An alternative forecasting technique looks at the AO/s 'sign' (i.e., positive or negative) for any calendar-year's month preceding the pending winter as a potential leading indicator of the AO/s sign for upcoming D-J-F period.
Results from a chi-square 'test for independence' infers a statistically significant relationship ... at the 95% confidence level and a p-value < 0.05 ... between NOV/s AO sign and AO/s sign of the upcoming D-J-F period.
IOW ... if NOV/s AO is negative (positive) ... then the average AO state during the upcoming winter will also be negative (positive); although the classification model is stronger ... i.e., lower false alarm rate ... for the predictor's month with negative signs than positive.

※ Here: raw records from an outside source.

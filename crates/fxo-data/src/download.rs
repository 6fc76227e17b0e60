//! Downloading the files of filings.
//!
//! A filing can have an xBRL-JSON file, a report package and an inline
//! XBRL report. [`Files`] selects which of them to download and can
//! override the target directory, file name and stem pattern per kind.

use crate::client::FilingsClient;
use crate::error::{FilingsError, Result};
use crate::resource::Filing;
use fxo_download::{DownloadResult, DownloadSpecs};
use indexmap::IndexMap;
use std::fmt;
use std::path::{Path, PathBuf};
use std::str::FromStr;
use tracing::warn;

/// Default number of concurrent downloads.
pub const DEFAULT_MAX_CONCURRENT: usize = 5;

/// Identifies a download within a filing set.
pub type DownloadInfo = (String, FileKind);

/// A downloadable file of a filing.
#[derive(Debug, Clone, Copy, PartialEq, Eq, Hash, PartialOrd, Ord)]
pub enum FileKind {
    /// xBRL-JSON file
    Json,
    /// Report package
    Package,
    /// Inline XBRL report
    Xhtml,
}

impl FileKind {
    /// Every file kind.
    pub const ALL: [Self; 3] = [Self::Json, Self::Package, Self::Xhtml];

    /// Lowercase name, e.g. `package`.
    pub const fn as_str(&self) -> &'static str {
        match self {
            Self::Json => "json",
            Self::Package => "package",
            Self::Xhtml => "xhtml",
        }
    }

    /// URL of this file for `filing`.
    pub fn url<'a>(&self, filing: &'a Filing) -> Option<&'a str> {
        match self {
            Self::Json => filing.json_url.as_deref(),
            Self::Package => filing.package_url.as_deref(),
            Self::Xhtml => filing.xhtml_url.as_deref(),
        }
    }

    /// Record the local path of this file on `filing`.
    pub fn set_download_path(&self, filing: &mut Filing, path: PathBuf) {
        let slot = match self {
            Self::Json => &mut filing.json_download_path,
            Self::Package => &mut filing.package_download_path,
            Self::Xhtml => &mut filing.xhtml_download_path,
        };
        *slot = Some(path);
    }
}

impl fmt::Display for FileKind {
    fn fmt(&self, f: &mut fmt::Formatter<'_>) -> fmt::Result {
        f.write_str(self.as_str())
    }
}

impl FromStr for FileKind {
    type Err = FilingsError;

    fn from_str(s: &str) -> Result<Self> {
        match s.trim().to_ascii_lowercase().as_str() {
            "json" => Ok(Self::Json),
            "package" => Ok(Self::Package),
            "xhtml" => Ok(Self::Xhtml),
            other => Err(FilingsError::InvalidOption(format!(
                "file must be one of json, package, xhtml, got {other:?}"
            ))),
        }
    }
}

/// Per-file overrides of the download parameters.
#[derive(Debug, Clone, Default, PartialEq, Eq)]
pub struct DownloadItem {
    /// File name replacing the one in the URL
    pub filename: Option<String>,
    /// Directory replacing the call's `to_dir`
    pub to_dir: Option<PathBuf>,
    /// Stem pattern replacing the call's pattern
    pub stem_pattern: Option<String>,
}

/// Files to download, each with optional overrides.
#[derive(Debug, Clone, Default, PartialEq, Eq)]
pub struct Files(IndexMap<FileKind, DownloadItem>);

impl Files {
    /// Selected kinds and their overrides.
    pub fn iter(&self) -> impl Iterator<Item = (&FileKind, &DownloadItem)> {
        self.0.iter()
    }

    /// No file selected.
    pub fn is_empty(&self) -> bool {
        self.0.is_empty()
    }

    /// Add a file kind with overrides.
    pub fn with(mut self, kind: FileKind, item: DownloadItem) -> Self {
        self.0.insert(kind, item);
        self
    }
}

impl From<FileKind> for Files {
    fn from(kind: FileKind) -> Self {
        Self::from_iter([kind])
    }
}

impl<const N: usize> From<[FileKind; N]> for Files {
    fn from(kinds: [FileKind; N]) -> Self {
        Self::from_iter(kinds)
    }
}

impl From<Vec<FileKind>> for Files {
    fn from(kinds: Vec<FileKind>) -> Self {
        Self::from_iter(kinds)
    }
}

impl From<IndexMap<FileKind, DownloadItem>> for Files {
    fn from(items: IndexMap<FileKind, DownloadItem>) -> Self {
        Self(items)
    }
}

impl FromIterator<FileKind> for Files {
    fn from_iter<I: IntoIterator<Item = FileKind>>(kinds: I) -> Self {
        Self(kinds.into_iter().map(|k| (k, DownloadItem::default())).collect())
    }
}

impl FromStr for Files {
    type Err = FilingsError;

    /// Comma-separated kinds, e.g. `json,package`.
    fn from_str(s: &str) -> Result<Self> {
        s.split(',')
            .filter(|part| !part.trim().is_empty())
            .map(FileKind::from_str)
            .collect()
    }
}

/// Parameters shared by every file of a download call.
#[derive(Debug, Clone, PartialEq, Eq)]
pub struct DownloadOptions {
    /// Target directory
    pub to_dir: PathBuf,
    /// Stem pattern containing `/name/`
    pub stem_pattern: Option<String>,
    /// Check the package against its SHA-256 hash
    pub check_corruption: bool,
    /// Largest number of simultaneous downloads
    pub max_concurrent: usize,
}

impl Default for DownloadOptions {
    fn default() -> Self {
        Self {
            to_dir: PathBuf::from("."),
            stem_pattern: None,
            check_corruption: true,
            max_concurrent: DEFAULT_MAX_CONCURRENT,
        }
    }
}

impl DownloadOptions {
    /// Options saving into `to_dir`.
    pub fn new(to_dir: impl AsRef<Path>) -> Self {
        Self {
            to_dir: to_dir.as_ref().to_path_buf(),
            ..Self::default()
        }
    }
}

/// Download instructions for the selected files of `filing`.
///
/// Files without a URL are skipped with a warning.
pub(crate) fn download_specs(
    filing: &Filing,
    files: &Files,
    options: &DownloadOptions,
) -> Vec<DownloadSpecs<DownloadInfo>> {
    let mut specs = Vec::new();
    for (kind, item) in files.iter() {
        let Some(url) = kind.url(filing) else {
            warn!("{kind} not available for {}", filing.repr());
            continue;
        };
        let to_dir = item.to_dir.as_deref().unwrap_or(&options.to_dir);
        let mut spec = DownloadSpecs::new(url, to_dir).with_info((filing.api_id.clone(), *kind));
        spec.filename.clone_from(&item.filename);
        spec.stem_pattern = item
            .stem_pattern
            .clone()
            .or_else(|| options.stem_pattern.clone());
        if *kind == FileKind::Package && options.check_corruption {
            spec.sha256.clone_from(&filing.package_sha256);
        }
        specs.push(spec);
    }
    specs
}

impl Filing {
    /// Download files of this filing.
    ///
    /// Local paths of the saved files are recorded in the
    /// `*_download_path` fields.
    ///
    /// # Example
    /// ```no_run
    /// use fxo_data::{DownloadOptions, FileKind, FilingsClient, Query};
    ///
    /// # async fn example() -> fxo_data::Result<()> {
    /// let client = FilingsClient::new()?;
    /// let mut filings = client.get_filings(&Query::new().max_size(1)).await?;
    /// if let Some(filing) = filings.iter_mut().next() {
    ///     filing
    ///         .download(&client, &FileKind::Package.into(), &DownloadOptions::new("reports"))
    ///         .await?;
    /// }
    /// # Ok(())
    /// # }
    /// ```
    ///
    /// # Errors
    /// Returns [`FilingsError::Download`] with the first failed download.
    pub async fn download(
        &mut self,
        client: &FilingsClient,
        files: &Files,
        options: &DownloadOptions,
    ) -> Result<()> {
        let specs = download_specs(self, files, options);
        let results =
            fxo_download::download_parallel(client.http(), specs, options.max_concurrent).await;
        let mut first_error = None;
        for DownloadResult { result, info, .. } in results {
            match result {
                Ok(path) => info.1.set_download_path(self, path),
                Err(e) if first_error.is_none() => first_error = Some(e),
                Err(_) => {}
            }
        }
        match first_error {
            Some(e) => Err(FilingsError::Download(e)),
            None => Ok(()),
        }
    }
}

#[cfg(test)]
mod tests {
    use super::*;
    use crate::request::ApiRequest;
    use chrono::Utc;
    use serde_json::json;
    use url::Url;

    fn filing() -> Filing {
        let entry = Url::parse("https://filings.xbrl.org/api/filings").unwrap();
        let request = ApiRequest::new("https://filings.xbrl.org/api/filings", Utc::now().fixed_offset());
        let frag = json!({
            "type": "filing",
            "id": "7",
            "attributes": {
                "fxo_id": "fxo-7",
                "package_url": "/x/report-2022-12-31-en.zip",
                "report_url": "/x/report/reports/report-2022-12-31-en.xhtml",
                "sha256": "ABC"
            }
        });
        Filing::from_json(&frag, &request, &entry).unwrap()
    }

    #[test]
    fn test_parse_files() {
        let files: Files = "json, package".parse().unwrap();
        assert_eq!(files.iter().map(|(k, _)| *k).collect::<Vec<_>>(), [FileKind::Json, FileKind::Package]);
        assert!("json,pdf".parse::<Files>().is_err());
        assert!("".parse::<Files>().unwrap().is_empty());
    }

    #[test]
    fn test_specs_skip_missing_urls_and_apply_overrides() {
        let files = Files::from([FileKind::Json, FileKind::Package]).with(
            FileKind::Xhtml,
            DownloadItem {
                filename: Some("report.xhtml".to_string()),
                to_dir: Some(PathBuf::from("xhtml")),
                stem_pattern: None,
            },
        );
        let options = DownloadOptions {
            stem_pattern: Some("/name/_fi".to_string()),
            ..DownloadOptions::new("out")
        };
        let specs = download_specs(&filing(), &files, &options);
        assert_eq!(specs.len(), 2);

        let package = &specs[0];
        assert_eq!(package.info, ("7".to_string(), FileKind::Package));
        assert_eq!(package.to_dir, PathBuf::from("out"));
        assert_eq!(package.sha256.as_deref(), Some("ABC"));
        assert_eq!(package.stem_pattern.as_deref(), Some("/name/_fi"));

        let xhtml = &specs[1];
        assert_eq!(xhtml.to_dir, PathBuf::from("xhtml"));
        assert_eq!(xhtml.filename.as_deref(), Some("report.xhtml"));
        assert_eq!(xhtml.sha256, None);
    }

    #[test]
    fn test_corruption_check_can_be_disabled() {
        let options = DownloadOptions {
            check_corruption: false,
            ..DownloadOptions::default()
        };
        let specs = download_specs(&filing(), &FileKind::Package.into(), &options);
        assert_eq!(specs[0].sha256, None);
        assert_eq!(specs[0].to_dir, PathBuf::from("."));
    }

    #[test]
    fn test_set_download_path() {
        let mut filing = filing();
        FileKind::Xhtml.set_download_path(&mut filing, PathBuf::from("a.xhtml"));
        assert_eq!(filing.xhtml_download_path, Some(PathBuf::from("a.xhtml")));
        assert_eq!(FileKind::Xhtml.url(&filing), filing.xhtml_url.as_deref());
    }
}
//! Records of how API responses were read.
//!
//! Useful for noticing when the API adds, renames or drops fields.

use crate::json_tree::registry;

/// How often a key path was found for an object type.
#[derive(Debug, Clone, PartialEq, Eq, PartialOrd, Ord)]
pub struct KeyPathRetrieveCounts {
    /// Object type, e.g. `Filing`
    pub class_name: String,
    /// Dot-delimited key path
    pub key_path: String,
    /// Reads that returned a value
    pub success_count: u64,
    /// All reads
    pub total_count: u64,
}

/// `(class_name, key_path)` pairs present in responses but never read.
pub fn unaccessed_key_paths() -> Vec<(String, String)> {
    registry().unaccessed.iter().cloned().collect()
}

/// Read counts of every key path the library has asked for.
pub fn key_path_availability_counts() -> Vec<KeyPathRetrieveCounts> {
    registry()
        .counters
        .iter()
        .map(|((class_name, key_path), counter)| KeyPathRetrieveCounts {
            class_name: class_name.clone(),
            key_path: key_path.clone(),
            success_count: counter.success_count,
            total_count: counter.total_count,
        })
        .collect()
}

/// `(type, origin)` pairs of resources the library does not handle.
/// Origin is `data` or `included`.
pub fn unexpected_resource_types() -> Vec<(String, String)> {
    registry().unexpected_types.iter().cloned().collect()
}
#![doc = include_str!("../README.md")]
#![doc(issue_tracker_base_url = "https://github.com/factordynamics/fxo/issues/")]
#![cfg_attr(docsrs, feature(doc_cfg, doc_auto_cfg))]
#![warn(missing_docs)]
#![forbid(unsafe_code)]

pub mod api;

// Re-export main types from sub-crates
pub use fxo_data as data;
pub use fxo_download as download;
pub use fxo_output as output;

pub use api::{filing_page_iter, get_filings, to_sqlite};
pub use fxo_data::{
    DownloadOptions, Entity, FileKind, Files, Filing, FilingSet, FilingsClient, FilingsError,
    FilingsPage, NO_LIMIT, Options, Query, ScopeFlags, ValidationMessage,
};
pub use fxo_output::{OutputError, SqliteExportOptions};

/// Version information.
pub const VERSION: &str = env!("CARGO_PKG_VERSION");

True + ==> prediction is True
False + ==> prediction is False
Given NOV-18/s negative AO ... the 2x2 contingency table predicts a 73% likelihood (27/37) the three-month average AO (D-J-F) will also be negative this winter. The results says nothing about the magnitude of the winter/s AO or which months will be negative ... only the sign of its average.
During a +ENSO ... this bodes well for a colder than average winter over southern portions and snowier than average winter over just about everywhere across the NEWxSFC forecast area.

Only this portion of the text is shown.